A batteries included CLI tool to hit our APIs

I Have Delivered Value... But At What Cost?

About β€’ Quickstart β€’ Installation β€’ Dependencies β€’ Features β€’ Configuration β€’ Credits β€’ TODOs

Version 1.0.0 Version 1.0.0


"All men dream, but not equally. Those who dream by night in the dusty recesses of their minds, wake in the day to find that it was vanity: but the dreamers of the day are dangerous men, for they may act on their dreams with open eyes, to make them possible."

T.E. Lawrence


πŸ“– About

This tool helps you use our backend APIs.

  • Adds the necessary authentication headers to the request per environment automatically.
  • Supports multiple environments (production, staging, etc).
  • And more, keep scrolling

⚑️ Quickstart (the TLDR)

This small section is meant to help you get started in no time. Just get an executable from the releases page like the installation section says.
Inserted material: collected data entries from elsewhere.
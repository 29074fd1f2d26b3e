//! Process wide time conversions.
//!
//! The SGP4 model expresses time as minutes since the TLE epoch and needs
//! Greenwich sidereal time to bring its TEME output into the Earth fixed
//! frame, while position streams carry Unix timestamps. [Timescale]
//! gathers these conversions behind one read-only object, initialized
//! on first use and shared by the whole process.
use hifitime::{Epoch, Unit};
use lazy_static::lazy_static;
use sgp4::chrono::NaiveDateTime;
use std::str::FromStr;

use crate::Error;

/// Julian year, in seconds
const SECONDS_PER_JULIAN_YEAR: f64 = 365.25 * 86400.0;

lazy_static! {
    static ref TIMESCALE: Timescale = Timescale::new();
}

#[derive(Debug, Clone, Copy, PartialEq)]
pub struct Timescale {
    /// J2000 reference (2000-01-01T12:00:00 UTC), as Unix seconds
    j2000_unix: f64,
}

impl Timescale {
    fn new() -> Self {
        Self {
            j2000_unix: Epoch::from_gregorian_utc_hms(2000, 1, 1, 12, 0, 0).to_unix_seconds(),
        }
    }

    /// Returns the shared [Timescale].
    pub fn load() -> &'static Self {
        &TIMESCALE
    }

    /// Builds the [Epoch] matching given Unix timestamp.
    pub fn epoch(&self, unix_seconds: i64) -> Epoch {
        Epoch::from_unix_seconds(unix_seconds as f64)
    }

    /// Returns given [Epoch] as a Unix timestamp, rounded to the nearest second.
    pub fn unix_seconds(&self, epoch: Epoch) -> i64 {
        epoch.to_unix_seconds().round() as i64
    }

    /// Converts a calendar datetime, as found in the SGP4 elements, to [Epoch].
    pub fn from_datetime(&self, datetime: &NaiveDateTime) -> Epoch {
        let utc = datetime.and_utc();
        let seconds = utc.timestamp() as f64;
        let nanos = utc.timestamp_subsec_nanos() as f64;
        Epoch::from_unix_seconds(seconds) + nanos * Unit::Nanosecond
    }

    /// Julian years elapsed since J2000, counted on the UTC calendar
    /// (leap seconds excluded), like [sgp4::julian_years_since_j2000]
    /// does for calendar datetimes.
    pub fn julian_years_since_j2000(&self, epoch: Epoch) -> f64 {
        (epoch.to_unix_seconds() - self.j2000_unix) / SECONDS_PER_JULIAN_YEAR
    }

    /// Greenwich mean sidereal time (IAU 1982), in radians.
    pub fn sidereal_time(&self, epoch: Epoch) -> f64 {
        sgp4::iau_epoch_to_sidereal_time(self.julian_years_since_j2000(epoch))
    }

    /// Current system time.
    pub fn now(&self) -> Result<Epoch, Error> {
        Ok(Epoch::now()?)
    }

    /// Parses a `Y-m-d-H:M:S` UTC datetime description, for example
    /// `2023-07-06-12:30:00`.
    pub fn parse_datetime(&self, content: &str) -> Result<Epoch, Error> {
        let content = content.trim();
        // the date / time separator is the third dash
        let offset = content
            .match_indices('-')
            .nth(2)
            .map(|(offset, _)| offset)
            .ok_or(Error::DatetimeFormat(content.to_string()))?;

        let (date, time) = (&content[..offset], &content[offset + 1..]);
        if date.is_empty() || time.is_empty() {
            return Err(Error::DatetimeFormat(content.to_string()));
        }

        Epoch::from_str(&format!("{}T{} UTC", date, time))
            .or(Err(Error::DatetimeFormat(content.to_string())))
    }
}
Or use fox, just add this repo to your local packages and run fox install hapi.

The file we care about is the config (located in ~/.hapi/config.yaml) which gets created automatically and populated with nice defaults.
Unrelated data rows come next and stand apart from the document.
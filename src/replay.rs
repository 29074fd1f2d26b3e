//! Position stream replay
use std::io::{BufRead, ErrorKind};
use std::path::Path;
use std::str::FromStr;

#[cfg(feature = "log")]
use log::{debug, error, warn};

use crate::{reader::BufferedReader, Error, GeoPosition};

/// Outcome of [TraceReader::next]
#[derive(Debug, Copy, Clone, PartialEq)]
pub enum ParseOutcome {
    /// A new record was parsed, it is now the current position
    Updated(GeoPosition),
    /// Nothing new: malformed record, end of stream or closed reader.
    /// The current position (if any) is preserved.
    Unchanged,
}

impl ParseOutcome {
    /// True if a new record was parsed
    pub fn is_updated(&self) -> bool {
        matches!(self, Self::Updated(_))
    }
}

/// [TraceReader] replays one position stream, one record at a time.
/// It never fails once opened: malformed records are skipped and the
/// previous position is kept (stale but valid).
#[derive(Debug)]
pub struct TraceReader<R: BufRead = BufferedReader> {
    cursor: Option<R>,
    current: Option<GeoPosition>,
    exhausted: bool,
    line: String,
}

impl TraceReader<BufferedReader> {
    /// Opens the position stream located at `path`,
    /// with seamless .gz decompression (requires the "flate2" feature).
    pub fn from_path(path: &Path) -> Result<Self, Error> {
        let reader = BufferedReader::new(path)?;
        Ok(Self::new(reader))
    }
}

impl<R: BufRead> TraceReader<R> {
    /// Wraps any [BufRead] position stream
    pub fn new(reader: R) -> Self {
        Self {
            cursor: Some(reader),
            current: None,
            exhausted: false,
            line: String::with_capacity(64),
        }
    }

    /// Consumes exactly one line of the stream.
    #[allow(clippy::should_implement_trait)]
    pub fn next(&mut self) -> ParseOutcome {
        let cursor = match self.cursor.as_mut() {
            Some(cursor) => cursor,
            None => return ParseOutcome::Unchanged,
        };

        if self.exhausted {
            return ParseOutcome::Unchanged;
        }

        self.line.clear();

        match cursor.read_line(&mut self.line) {
            Ok(0) => {
                #[cfg(feature = "log")]
                debug!("end of stream");
                self.exhausted = true;
                ParseOutcome::Unchanged
            },
            Ok(_) => match GeoPosition::from_str(&self.line) {
                Ok(position) => {
                    self.current = Some(position);
                    ParseOutcome::Updated(position)
                },
                Err(e) => {
                    #[cfg(feature = "log")]
                    warn!("skipping record: {}", e);
                    #[cfg(not(feature = "log"))]
                    let _ = e;
                    ParseOutcome::Unchanged
                },
            },
            Err(e) if e.kind() == ErrorKind::InvalidData => {
                // non UTF-8 content: the line is consumed anyway
                #[cfg(feature = "log")]
                warn!("skipping record: {}", e);
                ParseOutcome::Unchanged
            },
            Err(e) => {
                #[cfg(feature = "log")]
                error!("stream read error: {}", e);
                #[cfg(not(feature = "log"))]
                let _ = e;
                self.exhausted = true;
                ParseOutcome::Unchanged
            },
        }
    }

    /// Last successfully parsed position, if any
    pub fn current(&self) -> Option<GeoPosition> {
        self.current
    }

    /// True once the end of stream (or a read failure) was reached
    pub fn is_exhausted(&self) -> bool {
        self.exhausted || self.cursor.is_none()
    }

    /// True once [TraceReader::close] was called
    pub fn is_closed(&self) -> bool {
        self.cursor.is_none()
    }

    /// Advances the stream until the current position is dated `target`
    /// or later. Stops early at end of stream. Returns the number of
    /// consumed lines, malformed ones included.
    pub fn skip_to(&mut self, target: i64) -> usize {
        let mut consumed = 0;
        while !self.is_exhausted() {
            match self.current {
                Some(position) if position.timestamp >= target => break,
                _ => {
                    let _ = self.next();
                    consumed += 1;
                },
            }
        }

        #[cfg(feature = "log")]
        debug!("skipped {} records to reach {}", consumed, target);

        consumed
    }

    /// Releases the underlying stream. Calling this more than once is harmless.
    pub fn close(&mut self) {
        self.cursor = None;
    }
}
We are going to need to set up a prod environment. Add the following under the enviroments section:

environments:
  prod:
    authorizationHeaderJWT: <your jwt>
    address: http://localhost/api/v1

To get the values for authorizationHeaderJWT, use your browser to go to the web app of the environment you want to set up, and locate a request ( eg: /api/v1/users/me), see the cookie header and copy them from there.
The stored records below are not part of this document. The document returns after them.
//! Position stream generation
use std::io::Write;

#[cfg(feature = "log")]
use log::{debug, trace};

use crate::{propagate, Error, OrbitalElements, TimeDomain};

/// Position stream file name of satellite `name`:
/// whitespaces are replaced by underscores, with `.txt` suffix.
/// Path separators (as in rocket body names like `SL-16 R/B`) become dashes.
pub fn trace_file_name(name: &str) -> String {
    let name = name
        .trim()
        .replace(' ', "_")
        .replace(['/', '\\'], "-");
    format!("{}.txt", name)
}

/// Satellite name recovered from a position stream `file_name`
/// (reciprocal of [trace_file_name]). Compression suffixes are dropped.
pub fn satellite_name(file_name: &str) -> String {
    let stem = file_name.split('.').next().unwrap_or(file_name);
    stem.replace('_', " ")
}

/// Propagates `elements` over the whole `domain` and streams one
/// `timestamp;latitude;longitude` record per [hifitime::Epoch] into `sink`.
/// `domain` is rewound first, so the same domain may be reused
/// across satellites. Returns the number of records written.
pub fn generate<W: Write>(
    elements: &OrbitalElements,
    domain: &mut TimeDomain,
    sink: &mut W,
) -> Result<usize, Error> {
    domain.reset();

    #[cfg(feature = "log")]
    debug!(
        "{}: generating {} positions ({} - {})",
        elements.designation(),
        domain.len(),
        domain.start(),
        domain.end()
    );

    let mut count = 0;
    for instant in domain.by_ref() {
        let position = propagate(elements, instant)?;

        #[cfg(feature = "log")]
        trace!("{}: {}", elements.designation(), position);

        writeln!(sink, "{}", position)?;
        count += 1;
    }

    sink.flush()?;
    Ok(count)
}

#[cfg(test)]
mod test {
    use super::{generate, satellite_name, trace_file_name};
    use crate::tests::toolkit::{ISS_EPOCH_UNIX, ISS_TLE};
    use crate::{propagate, GeoPosition, OrbitalElements, TimeDomain, Timescale};
    use hifitime::Duration;
    use std::str::FromStr;

    #[test]
    fn file_naming() {
        for (name, file_name) in [
            ("ISS (ZARYA)", "ISS_(ZARYA).txt"),
            ("HST", "HST.txt"),
            ("STARLINK 1007", "STARLINK_1007.txt"),
            ("25544", "25544.txt"),
        ] {
            assert_eq!(trace_file_name(name), file_name);
            assert_eq!(satellite_name(file_name), name);
        }
        assert_eq!(satellite_name("ISS_(ZARYA).txt.gz"), "ISS (ZARYA)");
        // path separators never leak into file names
        assert_eq!(trace_file_name("SL-16 R/B"), "SL-16_R-B.txt");
        assert_eq!(trace_file_name("ATLAS 5 CENTAUR R\\B"), "ATLAS_5_CENTAUR_R-B.txt");
        assert_eq!(satellite_name(&trace_file_name("SL-16 R/B")), "SL-16 R-B");
        assert_eq!(satellite_name("NOAA_19"), "NOAA 19");
    }

    #[test]
    fn stream_generation() {
        let ts = Timescale::load();
        let elements = OrbitalElements::from_str(ISS_TLE).unwrap();
        let start = ts.epoch(ISS_EPOCH_UNIX);
        let end = ts.epoch(ISS_EPOCH_UNIX + 600);
        let mut domain = TimeDomain::new(start, Some(end), Duration::from_seconds(60.0)).unwrap();

        let mut sink = Vec::<u8>::new();
        let count = generate(&elements, &mut domain, &mut sink).unwrap();
        assert_eq!(count, 11);

        let content = String::from_utf8(sink).unwrap();
        let records = content
            .lines()
            .map(|line| GeoPosition::from_str(line).unwrap())
            .collect::<Vec<_>>();
        assert_eq!(records.len(), 11);

        for (i, record) in records.iter().enumerate() {
            assert_eq!(record.timestamp, ISS_EPOCH_UNIX + 60 * i as i64);
            // formatted values parse back to the exact same value
            let expected = propagate(&elements, ts.epoch(record.timestamp)).unwrap();
            assert_eq!(*record, expected);
        }
    }

    #[test]
    fn idempotent_generation() {
        let ts = Timescale::load();
        let elements = OrbitalElements::from_str(ISS_TLE).unwrap();
        let start = ts.epoch(ISS_EPOCH_UNIX);
        let mut domain = TimeDomain::new(
            start,
            Some(ts.epoch(ISS_EPOCH_UNIX + 300)),
            Duration::from_seconds(30.0),
        )
        .unwrap();

        let mut first = Vec::<u8>::new();
        let mut second = Vec::<u8>::new();
        generate(&elements, &mut domain, &mut first).unwrap();
        // domain is exhausted at this point, and rewound
        generate(&elements, &mut domain, &mut second).unwrap();
        assert_eq!(first, second);
        assert_eq!(String::from_utf8(first).unwrap().lines().count(), 11);
    }

    #[test]
    fn empty_domain() {
        let ts = Timescale::load();
        let elements = OrbitalElements::from_str(ISS_TLE).unwrap();
        let start = ts.epoch(ISS_EPOCH_UNIX);
        let mut domain = TimeDomain::new(
            start,
            Some(ts.epoch(ISS_EPOCH_UNIX - 1)),
            Duration::from_seconds(1.0),
        )
        .unwrap();
        let mut sink = Vec::<u8>::new();
        assert_eq!(generate(&elements, &mut domain, &mut sink).unwrap(), 0);
        assert!(sink.is_empty());
    }
}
If you did everything correctly you can try the following commands:

> hapi config # this will print out your config file
> hapi doctor # this will check your environment for potential problems and possible enhancements

πŸ€– Installation:

This project uses goreleaser to generate executable for the major operative systems. Just go to the releases page and download yours and move it somewhere that your PATH knows to look for.

Or, if knowing your OS and architecture + downloading a file + running a mv command is just too much for you. You can always use 🦊 fox to install.

Just run:

> fox install hapi

Build from source

  goreleaser release --snapshot --rm-dist

Dependencies:

βš“ Required

This tool is as zero-dependencies as it can possibly get.

  • cURL to use the api command. Make sure you have curl installed and your path.

That's it. Seriously, you don't even need to install jq or gojq as this adds gojq as a library and lets you pass a --jq flag, so you don't even need to pipe it (the reason to use this, is so now your query gets saved to your history). And it also pretty-prints JSON responses automatically (but you can change that πŸ˜‰).

🍹 Optional

  • slit is a cool pager that supports colors
  • most is a cool pager that supports colors

πŸŽ‰ Features

hapi

Some many cool features to list them all. Be warned, once you use this tool

Multiplatform

Executables for the major operative systems.

Configurable

Granular control via --flags for one time changes and via a single global config.yaml file.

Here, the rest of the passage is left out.